Un archéologue au collège

Le 8 juin 2022, M. Blin, archéologue à l’INRAP (Institut National de Recherche Archéologique Préventive) est venu dans la classe de latin nous présenter son métier, accompagné d’une étudiante chargée de faire connaître l’archéologie. Ils ont répondu à nos questions, nous ont montré une maquette d’un chantier de fouilles, et des photos. Les élèves ont rédigé un compte rendu de cette visite, et voici les six points qui les ont le plus marqués :

Les découvertes impressionnantes (mais exceptionnelles) de l’archéologue : un squelette écartelé et décapité, sans doute un condamné à mort pour un délit très grave, mais c’est étrange car les condamnés n’étaient habituellement pas enterrés. Il a également découvert, dans un mausolée (c’est-à-dire un tombeau important) le premier texte latin écrit verticalement.

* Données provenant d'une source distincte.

//! Shared helpers for integration tests.

#![allow(dead_code)]

use troy_core::{Interpreter, Program, RuntimeConfig};

/// Install a test-friendly subscriber once; honours `RUST_LOG`.
pub fn init_tracing() {
    let filter = tracing_subscriber::EnvFilter::from_default_env()
        .add_directive(tracing::Level::WARN.into());
    let _ = tracing_subscriber::fmt()
        .with_env_filter(filter)
        .with_target(false)
        .with_test_writer()
        .try_init();
}

/// Load `source` with the default runtime configuration.
pub fn interpreter(source: &str) -> Interpreter {
    interpreter_with(source, RuntimeConfig::default())
}

pub fn interpreter_with(source: &str, config: RuntimeConfig) -> Interpreter {
    init_tracing();
    let program = Program::parse(source).expect("Failed to parse test program");
    Interpreter::with_config(program, config)
}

Les techniques de fouille : nous avons appris qu’avant d’entreprendre la fouille, on creuse d’abord certaines zones superficiellement et en fonction des vestiges déjà présents et des traces sur le sol les archéologues savent plus précisément où creuser.

La cartographie : avant d’entreprendre des fouilles, il faut établir des cartes en fonction de ce qu’indiquent les textes anciens, des fouilles déjà effectuées, afin d’avoir des chances de réaliser de nouvelles découvertes.

L’archéologie préventive : elle consiste à fouiller systématiquement les lieux de futures constructions importantes ; en cas de découverte intéressante, les projets peuvent être interrompus ou retardés.

Les études : contrairement à une idée répandue, les études pour devenir archéologue ne durent pas une éternité, mais cinq ans, qui peuvent se prolonger par trois ans de spécialisation.

Les liens entre l’archéologie et d’autres domaines : l’archéologie a besoin de personnes qui ont des compétences en informatique, en géographie, en biologie, en langues, etc.